- Supplied data -
+ + + +
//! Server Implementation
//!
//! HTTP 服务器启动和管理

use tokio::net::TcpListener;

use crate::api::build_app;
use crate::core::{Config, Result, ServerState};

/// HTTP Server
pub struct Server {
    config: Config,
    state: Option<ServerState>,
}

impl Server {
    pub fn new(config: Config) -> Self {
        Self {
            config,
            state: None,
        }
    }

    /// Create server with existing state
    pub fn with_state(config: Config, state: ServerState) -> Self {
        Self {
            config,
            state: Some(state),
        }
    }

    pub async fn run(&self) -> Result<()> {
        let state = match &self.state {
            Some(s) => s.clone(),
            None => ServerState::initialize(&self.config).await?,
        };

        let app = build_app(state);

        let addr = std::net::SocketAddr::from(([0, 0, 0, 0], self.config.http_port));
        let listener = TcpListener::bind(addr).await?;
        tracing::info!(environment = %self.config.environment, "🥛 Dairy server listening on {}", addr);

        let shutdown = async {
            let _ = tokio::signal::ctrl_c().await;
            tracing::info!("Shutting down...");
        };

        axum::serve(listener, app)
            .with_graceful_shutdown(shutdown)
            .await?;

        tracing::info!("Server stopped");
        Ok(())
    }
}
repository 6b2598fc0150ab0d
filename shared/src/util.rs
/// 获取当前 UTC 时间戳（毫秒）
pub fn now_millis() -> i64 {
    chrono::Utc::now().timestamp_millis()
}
+ + + +
- Task instructions -
An exact copy of every record above is what's needed here.

- Written solution -
//! Server Implementation
//!
//! HTTP 服务器启动和管理

use tokio::net::TcpListener;

use crate::api::build_app;
use crate::core::{Config, Result, ServerState};

/// HTTP Server
pub struct Server {
    config: Config,
    state: Option<ServerState>,
}

impl Server {
    pub fn new(config: Config) -> Self {
        Self {
            config,
            state: None,
        }
    }

    /// Create server with existing state
    pub fn with_state(config: Config, state: ServerState) -> Self {
        Self {
            config,
            state: Some(state),
        }
    }

    pub async fn run(&self) -> Result<()> {
        let state = match &self.state {
            Some(s) => s.clone(),
            None => ServerState::initialize(&self.config).await?,
        };

        let app = build_app(state);

        let addr = std::net::SocketAddr::from(([0, 0, 0, 0], self.config.http_port));
        let listener = TcpListener::bind(addr).await?;
        tracing::info!(environment = %self.config.environment, "🥛 Dairy server listening on {}", addr);

        let shutdown = async {
            let _ = tokio::signal::ctrl_c().await;
            tracing::info!("Shutting down...");
        };

        axum::serve(listener, app)
            .with_graceful_shutdown(shutdown)
            .await?;

        tracing::info!("Server stopped");
        Ok(())
    }
}
repository 6b2598fc0150ab0d
filename shared/src/util.rs
/// 获取当前 UTC 时间戳（毫秒）
pub fn now_millis() -> i64 {
    chrono::Utc::now().timestamp_millis()
}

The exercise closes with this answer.